──────── DATA RECORDS
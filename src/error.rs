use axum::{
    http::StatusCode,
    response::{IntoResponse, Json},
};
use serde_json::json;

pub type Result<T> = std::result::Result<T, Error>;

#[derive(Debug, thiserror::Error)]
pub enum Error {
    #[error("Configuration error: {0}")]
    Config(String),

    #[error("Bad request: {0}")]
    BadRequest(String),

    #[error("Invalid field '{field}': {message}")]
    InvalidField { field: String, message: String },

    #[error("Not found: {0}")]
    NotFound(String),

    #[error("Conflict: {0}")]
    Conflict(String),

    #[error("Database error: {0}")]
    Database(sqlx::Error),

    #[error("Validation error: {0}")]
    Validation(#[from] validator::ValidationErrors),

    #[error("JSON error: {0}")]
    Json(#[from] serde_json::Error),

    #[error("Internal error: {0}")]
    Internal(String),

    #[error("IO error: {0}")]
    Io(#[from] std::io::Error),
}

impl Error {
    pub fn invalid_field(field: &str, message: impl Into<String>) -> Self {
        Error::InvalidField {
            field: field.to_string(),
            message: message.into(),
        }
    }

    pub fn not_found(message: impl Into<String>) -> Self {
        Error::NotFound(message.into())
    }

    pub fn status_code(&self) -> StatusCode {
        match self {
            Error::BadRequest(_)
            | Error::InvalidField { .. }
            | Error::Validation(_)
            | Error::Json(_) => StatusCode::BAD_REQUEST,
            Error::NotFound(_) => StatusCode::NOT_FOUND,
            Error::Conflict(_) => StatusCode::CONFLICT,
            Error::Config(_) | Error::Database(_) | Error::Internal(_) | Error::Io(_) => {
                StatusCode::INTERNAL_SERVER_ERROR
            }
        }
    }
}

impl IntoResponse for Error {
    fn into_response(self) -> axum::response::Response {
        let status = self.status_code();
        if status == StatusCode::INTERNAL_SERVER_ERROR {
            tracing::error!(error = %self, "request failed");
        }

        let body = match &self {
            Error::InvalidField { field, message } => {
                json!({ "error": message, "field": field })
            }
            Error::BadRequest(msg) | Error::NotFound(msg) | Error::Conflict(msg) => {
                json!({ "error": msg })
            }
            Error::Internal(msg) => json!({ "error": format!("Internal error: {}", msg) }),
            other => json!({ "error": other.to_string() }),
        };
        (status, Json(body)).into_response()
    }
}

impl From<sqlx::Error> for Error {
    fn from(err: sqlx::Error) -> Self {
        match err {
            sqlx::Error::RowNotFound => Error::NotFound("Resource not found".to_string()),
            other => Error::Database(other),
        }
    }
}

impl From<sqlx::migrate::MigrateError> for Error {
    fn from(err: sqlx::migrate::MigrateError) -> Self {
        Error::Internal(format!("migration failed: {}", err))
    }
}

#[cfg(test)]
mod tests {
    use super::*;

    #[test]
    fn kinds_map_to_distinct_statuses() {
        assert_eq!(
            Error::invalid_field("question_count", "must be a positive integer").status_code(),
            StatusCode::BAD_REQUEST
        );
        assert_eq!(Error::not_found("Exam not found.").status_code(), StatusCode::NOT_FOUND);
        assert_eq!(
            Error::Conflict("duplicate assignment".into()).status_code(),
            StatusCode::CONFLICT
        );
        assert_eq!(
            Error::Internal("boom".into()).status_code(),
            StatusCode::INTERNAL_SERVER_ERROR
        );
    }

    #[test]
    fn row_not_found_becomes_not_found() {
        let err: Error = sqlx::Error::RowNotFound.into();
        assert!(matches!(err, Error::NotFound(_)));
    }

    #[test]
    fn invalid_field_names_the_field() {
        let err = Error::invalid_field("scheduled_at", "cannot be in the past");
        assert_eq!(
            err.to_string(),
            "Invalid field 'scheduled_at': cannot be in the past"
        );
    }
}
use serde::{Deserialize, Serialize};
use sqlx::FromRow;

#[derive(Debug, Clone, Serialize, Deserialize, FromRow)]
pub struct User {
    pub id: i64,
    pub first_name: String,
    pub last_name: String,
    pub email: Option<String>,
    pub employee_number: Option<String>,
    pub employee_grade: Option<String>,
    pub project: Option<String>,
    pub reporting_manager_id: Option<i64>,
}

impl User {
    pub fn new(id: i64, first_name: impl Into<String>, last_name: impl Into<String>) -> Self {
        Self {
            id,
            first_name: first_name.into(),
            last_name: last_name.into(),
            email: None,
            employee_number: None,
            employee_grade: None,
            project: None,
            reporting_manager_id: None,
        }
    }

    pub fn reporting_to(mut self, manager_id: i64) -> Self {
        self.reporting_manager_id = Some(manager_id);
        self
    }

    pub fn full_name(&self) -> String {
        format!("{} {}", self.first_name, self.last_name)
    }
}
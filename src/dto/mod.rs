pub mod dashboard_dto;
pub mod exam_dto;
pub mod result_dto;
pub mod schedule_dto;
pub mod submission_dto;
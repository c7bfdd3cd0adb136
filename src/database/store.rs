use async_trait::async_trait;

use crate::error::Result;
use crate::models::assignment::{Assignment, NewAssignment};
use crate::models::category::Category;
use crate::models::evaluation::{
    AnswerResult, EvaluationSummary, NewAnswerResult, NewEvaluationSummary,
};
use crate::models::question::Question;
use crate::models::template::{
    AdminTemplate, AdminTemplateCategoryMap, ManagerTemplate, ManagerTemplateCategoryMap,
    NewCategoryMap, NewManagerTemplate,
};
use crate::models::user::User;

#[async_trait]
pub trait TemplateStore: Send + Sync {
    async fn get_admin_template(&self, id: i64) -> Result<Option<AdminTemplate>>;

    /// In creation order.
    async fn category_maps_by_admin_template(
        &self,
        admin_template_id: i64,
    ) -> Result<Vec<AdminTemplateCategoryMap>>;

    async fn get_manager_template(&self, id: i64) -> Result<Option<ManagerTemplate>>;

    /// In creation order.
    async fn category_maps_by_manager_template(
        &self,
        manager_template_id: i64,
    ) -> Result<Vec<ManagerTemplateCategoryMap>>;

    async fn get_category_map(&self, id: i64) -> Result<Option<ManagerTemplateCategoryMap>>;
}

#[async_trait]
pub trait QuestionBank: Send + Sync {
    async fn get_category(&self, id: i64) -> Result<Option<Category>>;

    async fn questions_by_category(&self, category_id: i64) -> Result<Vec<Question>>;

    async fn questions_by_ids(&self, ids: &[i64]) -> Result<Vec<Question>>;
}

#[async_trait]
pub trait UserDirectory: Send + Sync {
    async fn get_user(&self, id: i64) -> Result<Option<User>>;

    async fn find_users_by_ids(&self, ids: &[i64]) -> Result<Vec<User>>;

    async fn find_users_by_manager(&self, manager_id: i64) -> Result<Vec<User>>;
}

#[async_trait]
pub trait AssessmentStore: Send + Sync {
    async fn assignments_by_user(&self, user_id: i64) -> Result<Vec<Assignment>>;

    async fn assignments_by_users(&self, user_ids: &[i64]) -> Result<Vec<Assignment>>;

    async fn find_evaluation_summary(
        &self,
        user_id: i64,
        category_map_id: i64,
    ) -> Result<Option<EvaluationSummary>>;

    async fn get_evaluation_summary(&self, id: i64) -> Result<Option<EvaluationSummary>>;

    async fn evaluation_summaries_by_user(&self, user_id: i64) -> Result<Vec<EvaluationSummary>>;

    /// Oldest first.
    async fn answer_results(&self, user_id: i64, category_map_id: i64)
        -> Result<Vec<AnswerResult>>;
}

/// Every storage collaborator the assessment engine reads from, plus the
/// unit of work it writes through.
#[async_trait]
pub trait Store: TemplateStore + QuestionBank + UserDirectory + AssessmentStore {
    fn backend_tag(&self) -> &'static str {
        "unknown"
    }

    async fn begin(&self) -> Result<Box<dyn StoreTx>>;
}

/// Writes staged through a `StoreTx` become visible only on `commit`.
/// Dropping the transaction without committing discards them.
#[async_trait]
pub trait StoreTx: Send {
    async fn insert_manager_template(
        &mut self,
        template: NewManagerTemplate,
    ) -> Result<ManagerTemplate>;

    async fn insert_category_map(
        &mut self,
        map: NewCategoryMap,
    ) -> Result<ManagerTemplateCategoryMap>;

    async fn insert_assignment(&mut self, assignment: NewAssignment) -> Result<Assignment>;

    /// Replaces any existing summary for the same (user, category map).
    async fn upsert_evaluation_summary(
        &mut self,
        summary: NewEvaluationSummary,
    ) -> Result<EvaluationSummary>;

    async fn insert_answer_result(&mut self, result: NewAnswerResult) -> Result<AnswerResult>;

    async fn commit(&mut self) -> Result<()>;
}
────────────────
──────── DATA RECORDS
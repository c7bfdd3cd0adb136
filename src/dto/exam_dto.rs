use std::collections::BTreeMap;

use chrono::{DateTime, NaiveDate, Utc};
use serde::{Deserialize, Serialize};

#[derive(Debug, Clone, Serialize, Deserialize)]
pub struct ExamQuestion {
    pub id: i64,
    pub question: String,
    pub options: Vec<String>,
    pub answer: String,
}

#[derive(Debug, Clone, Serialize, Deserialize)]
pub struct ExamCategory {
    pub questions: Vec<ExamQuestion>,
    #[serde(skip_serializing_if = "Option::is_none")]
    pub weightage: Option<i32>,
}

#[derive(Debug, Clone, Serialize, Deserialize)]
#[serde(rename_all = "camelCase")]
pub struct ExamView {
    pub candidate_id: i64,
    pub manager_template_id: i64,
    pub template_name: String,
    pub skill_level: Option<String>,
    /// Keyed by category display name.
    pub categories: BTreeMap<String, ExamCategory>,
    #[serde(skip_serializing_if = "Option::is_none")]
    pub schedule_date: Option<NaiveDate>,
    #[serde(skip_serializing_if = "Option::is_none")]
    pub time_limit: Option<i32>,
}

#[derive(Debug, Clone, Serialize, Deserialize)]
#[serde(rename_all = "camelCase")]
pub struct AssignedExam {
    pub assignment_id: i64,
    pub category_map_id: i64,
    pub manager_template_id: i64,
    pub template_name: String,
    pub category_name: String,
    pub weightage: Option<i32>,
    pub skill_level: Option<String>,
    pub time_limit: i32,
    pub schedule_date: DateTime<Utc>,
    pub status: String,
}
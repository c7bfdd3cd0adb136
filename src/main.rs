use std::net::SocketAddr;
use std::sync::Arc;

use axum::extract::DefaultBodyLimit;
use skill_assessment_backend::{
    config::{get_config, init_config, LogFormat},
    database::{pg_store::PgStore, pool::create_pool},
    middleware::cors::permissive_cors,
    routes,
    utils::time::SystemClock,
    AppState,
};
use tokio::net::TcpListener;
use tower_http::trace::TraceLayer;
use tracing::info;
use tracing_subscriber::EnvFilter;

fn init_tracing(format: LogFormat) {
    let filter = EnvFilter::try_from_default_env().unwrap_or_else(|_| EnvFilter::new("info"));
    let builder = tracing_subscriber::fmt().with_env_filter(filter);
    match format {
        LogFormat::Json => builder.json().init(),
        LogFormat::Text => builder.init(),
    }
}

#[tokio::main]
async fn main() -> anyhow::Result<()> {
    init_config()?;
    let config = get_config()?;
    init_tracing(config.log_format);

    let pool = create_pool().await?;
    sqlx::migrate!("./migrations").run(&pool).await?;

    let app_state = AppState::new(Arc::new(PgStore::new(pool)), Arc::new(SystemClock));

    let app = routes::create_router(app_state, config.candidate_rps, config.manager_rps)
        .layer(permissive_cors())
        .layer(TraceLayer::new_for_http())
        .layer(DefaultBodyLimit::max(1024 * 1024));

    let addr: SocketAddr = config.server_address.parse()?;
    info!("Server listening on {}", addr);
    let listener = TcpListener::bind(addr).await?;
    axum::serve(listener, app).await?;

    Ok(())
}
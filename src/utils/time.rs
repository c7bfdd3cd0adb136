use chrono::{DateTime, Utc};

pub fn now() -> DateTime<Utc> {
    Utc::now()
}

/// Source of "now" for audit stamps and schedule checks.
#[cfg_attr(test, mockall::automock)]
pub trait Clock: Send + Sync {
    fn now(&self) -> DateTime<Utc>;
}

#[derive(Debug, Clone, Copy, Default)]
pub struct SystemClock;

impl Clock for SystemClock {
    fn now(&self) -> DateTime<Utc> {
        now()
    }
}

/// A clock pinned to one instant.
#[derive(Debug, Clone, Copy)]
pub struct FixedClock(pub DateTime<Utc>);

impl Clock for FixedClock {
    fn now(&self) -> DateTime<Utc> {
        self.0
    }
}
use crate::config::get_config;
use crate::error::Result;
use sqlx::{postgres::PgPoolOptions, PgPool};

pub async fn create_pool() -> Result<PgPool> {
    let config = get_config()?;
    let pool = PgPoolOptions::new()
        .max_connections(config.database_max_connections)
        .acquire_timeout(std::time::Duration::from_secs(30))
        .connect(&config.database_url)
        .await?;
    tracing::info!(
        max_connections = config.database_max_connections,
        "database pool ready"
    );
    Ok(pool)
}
────────────────
=== WHAT NEEDS TO BE DONE ===
Reproduce exactly the lines above from the line with "i64, category_map_id: i64)" to the line with "fn backend_tag(&self) ->", including both, and add nothing.

=== THE ANSWER ===
    async fn answer_results(&self, user_id: i64, category_map_id: i64)
        -> Result<Vec<AnswerResult>>;
}

/// Every storage collaborator the assessment engine reads from, plus the
/// unit of work it writes through.
#[async_trait]
pub trait Store: TemplateStore + QuestionBank + UserDirectory + AssessmentStore {
    fn backend_tag(&self) -> &'static str {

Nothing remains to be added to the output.